INFORMATION GIVEN |

-- Opening Marker --

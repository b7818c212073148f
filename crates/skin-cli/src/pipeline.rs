//! Dataset translation pipeline with explicit stages.
//!
//! The pipeline follows these stages in order:
//! 1. **Ontology**: Load and flatten the ontology documents
//! 2. **Ingest**: Read the input CSV file
//! 3. **Translate**: Resolve `icd10` for each selected record
//! 4. **Output**: Write the translated table and the unmatched label list
//!
//! A run depends only on the [`TranslateRequest`] it is given.

use std::path::{Path, PathBuf};
use std::time::Instant;

use anyhow::{Context, Result, anyhow};
use tracing::{info, info_span};

use skin_ingest::{
    UNMATCHED_LABELS_FILE, load_ontology_mapping, read_record_table, write_record_table,
    write_unmatched_labels,
};
use skin_map::{Translation, TranslationStats, translate_records};
use skin_model::{OntologyMapping, RecordTable, TranslateOptions};

/// Environment variable naming the default ontology folder.
pub const DATA_DIR_ENV_VAR: &str = "SKIN_ONTOLOGY_DATA_DIR";

/// Prefix added to the input file name for the translated table.
pub const TRANSLATED_FILE_PREFIX: &str = "translated_";

/// Everything a translation run depends on.
#[derive(Debug, Clone)]
pub struct TranslateRequest {
    /// Input CSV file.
    pub input: PathBuf,
    /// Folder containing the ontology documents.
    pub ontology_dir: PathBuf,
    /// Folder receiving the output artifacts.
    pub output_dir: PathBuf,
    pub options: TranslateOptions,
    /// Run every stage except writing outputs.
    pub dry_run: bool,
}

/// Outcome of a translation run.
#[derive(Debug)]
pub struct TranslateResult {
    pub input: PathBuf,
    pub output_dir: PathBuf,
    /// Number of descriptions in the flattened ontology.
    pub ontology_entries: usize,
    pub stats: TranslationStats,
    pub unmatched_labels: Vec<String>,
    /// Written translated table (`None` on a dry run).
    pub translated_path: Option<PathBuf>,
    /// Written unmatched label list (`None` on a dry run).
    pub unmatched_path: Option<PathBuf>,
}

/// Picks the explicit ontology folder, falling back to [`DATA_DIR_ENV_VAR`].
pub fn resolve_ontology_dir(explicit: Option<&Path>) -> Result<PathBuf> {
    resolve_ontology_dir_from(explicit, std::env::var(DATA_DIR_ENV_VAR).ok().as_deref())
}

/// Picks `explicit`, then a non-empty `env_value`; errors when neither is usable.
pub fn resolve_ontology_dir_from(
    explicit: Option<&Path>,
    env_value: Option<&str>,
) -> Result<PathBuf> {
    if let Some(dir) = explicit {
        return Ok(dir.to_path_buf());
    }
    match env_value {
        Some(dir) if !dir.is_empty() => Ok(PathBuf::from(dir)),
        _ => Err(anyhow!(
            "no ontology folder given: pass --data or set {DATA_DIR_ENV_VAR}"
        )),
    }
}

/// `<output_dir>/translated_<input file name>`.
pub fn translated_output_path(input: &Path, output_dir: &Path) -> Result<PathBuf> {
    let file_name = input
        .file_name()
        .and_then(|name| name.to_str())
        .ok_or_else(|| anyhow!("input path has no file name: {}", input.display()))?;
    Ok(output_dir.join(format!("{TRANSLATED_FILE_PREFIX}{file_name}")))
}

/// `<output_dir>/unmatched_labels.txt`.
pub fn unmatched_output_path(output_dir: &Path) -> PathBuf {
    output_dir.join(UNMATCHED_LABELS_FILE)
}

// ============================================================================
// Stage 1: Ontology
// ============================================================================

/// Load the flattened ontology mapping from a folder.
pub fn load_ontology(ontology_dir: &Path) -> Result<OntologyMapping> {
    let span = info_span!("ontology", ontology_dir = %ontology_dir.display());
    let _guard = span.enter();
    let start = Instant::now();
    let mapping = load_ontology_mapping(ontology_dir)
        .with_context(|| format!("load ontology from {}", ontology_dir.display()))?;
    info!(
        entries = mapping.len(),
        duration_ms = start.elapsed().as_millis(),
        "ontology loaded"
    );
    Ok(mapping)
}

// ============================================================================
// Stage 2: Ingest
// ============================================================================

/// Read the input CSV file.
pub fn ingest(input: &Path) -> Result<RecordTable> {
    let table =
        read_record_table(input).with_context(|| format!("read input {}", input.display()))?;
    info!(
        input = %input.display(),
        rows = table.len(),
        columns = table.headers.len(),
        "input loaded"
    );
    Ok(table)
}

// ============================================================================
// Stage 3: Translate
// ============================================================================

/// Translate the records against the mapping.
pub fn translate(
    table: RecordTable,
    mapping: &OntologyMapping,
    options: &TranslateOptions,
) -> Result<Translation> {
    let start = Instant::now();
    let translation = translate_records(table, mapping, options).context("translate records")?;
    info!(
        processed = translation.stats.processed,
        matched = translation.stats.matched,
        unmatched = translation.stats.unmatched,
        skipped = translation.stats.skipped,
        duration_ms = start.elapsed().as_millis(),
        "translation complete"
    );
    Ok(translation)
}

// ============================================================================
// Stage 4: Output
// ============================================================================

/// Paths written by the output stage.
#[derive(Debug)]
pub struct OutputPaths {
    pub translated: PathBuf,
    pub unmatched: PathBuf,
}

/// Write the translated table and the unmatched label list.
///
/// The output folder is created when missing.
pub fn output(
    input: &Path,
    output_dir: &Path,
    translation: &Translation,
) -> Result<OutputPaths> {
    std::fs::create_dir_all(output_dir)
        .with_context(|| format!("create output folder {}", output_dir.display()))?;

    let translated = translated_output_path(input, output_dir)?;
    write_record_table(&translated, &translation.table)
        .with_context(|| format!("write {}", translated.display()))?;

    let unmatched = unmatched_output_path(output_dir);
    write_unmatched_labels(&unmatched, &translation.unmatched_labels)
        .with_context(|| format!("write {}", unmatched.display()))?;

    info!(
        translated = %translated.display(),
        unmatched = %unmatched.display(),
        "outputs written"
    );
    Ok(OutputPaths {
        translated,
        unmatched,
    })
}

/// Run every stage for one request.
///
/// # Errors
///
/// Fails on unreadable or malformed ontology documents, an unreadable input
/// file, an input without a `label_to_icd` column, or a failed write.
pub fn translate_dataset(request: &TranslateRequest) -> Result<TranslateResult> {
    let mapping = load_ontology(&request.ontology_dir)?;
    let table = ingest(&request.input)?;
    let translation = translate(table, &mapping, &request.options)?;

    let (translated_path, unmatched_path) = if request.dry_run {
        info!("dry run: skipping outputs");
        (None, None)
    } else {
        let paths = output(&request.input, &request.output_dir, &translation)?;
        (Some(paths.translated), Some(paths.unmatched))
    };

    Ok(TranslateResult {
        input: request.input.clone(),
        output_dir: request.output_dir.clone(),
        ontology_entries: mapping.len(),
        stats: translation.stats,
        unmatched_labels: translation.unmatched_labels,
        translated_path,
        unmatched_path,
    })
}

-- Closing Marker --

When you reach the line holding "except writing outputs." in the records above, begin reproducing exactly, stop after the line holding "ontology_dir = %ontology_dir.display());", and output nothing else.

SOLVED PROBLEM |
    /// Run every stage except writing outputs.
    pub dry_run: bool,
}

/// Outcome of a translation run.
#[derive(Debug)]
pub struct TranslateResult {
    pub input: PathBuf,
    pub output_dir: PathBuf,
    /// Number of descriptions in the flattened ontology.
    pub ontology_entries: usize,
    pub stats: TranslationStats,
    pub unmatched_labels: Vec<String>,
    /// Written translated table (`None` on a dry run).
    pub translated_path: Option<PathBuf>,
    /// Written unmatched label list (`None` on a dry run).
    pub unmatched_path: Option<PathBuf>,
}

/// Picks the explicit ontology folder, falling back to [`DATA_DIR_ENV_VAR`].
pub fn resolve_ontology_dir(explicit: Option<&Path>) -> Result<PathBuf> {
    resolve_ontology_dir_from(explicit, std::env::var(DATA_DIR_ENV_VAR).ok().as_deref())
}

/// Picks `explicit`, then a non-empty `env_value`; errors when neither is usable.
pub fn resolve_ontology_dir_from(
    explicit: Option<&Path>,
    env_value: Option<&str>,
) -> Result<PathBuf> {
    if let Some(dir) = explicit {
        return Ok(dir.to_path_buf());
    }
    match env_value {
        Some(dir) if !dir.is_empty() => Ok(PathBuf::from(dir)),
        _ => Err(anyhow!(
            "no ontology folder given: pass --data or set {DATA_DIR_ENV_VAR}"
        )),
    }
}

/// `<output_dir>/translated_<input file name>`.
pub fn translated_output_path(input: &Path, output_dir: &Path) -> Result<PathBuf> {
    let file_name = input
        .file_name()
        .and_then(|name| name.to_str())
        .ok_or_else(|| anyhow!("input path has no file name: {}", input.display()))?;
    Ok(output_dir.join(format!("{TRANSLATED_FILE_PREFIX}{file_name}")))
}

/// `<output_dir>/unmatched_labels.txt`.
pub fn unmatched_output_path(output_dir: &Path) -> PathBuf {
    output_dir.join(UNMATCHED_LABELS_FILE)
}

// ============================================================================
// Stage 1: Ontology
// ============================================================================

/// Load the flattened ontology mapping from a folder.
pub fn load_ontology(ontology_dir: &Path) -> Result<OntologyMapping> {
    let span = info_span!("ontology", ontology_dir = %ontology_dir.display());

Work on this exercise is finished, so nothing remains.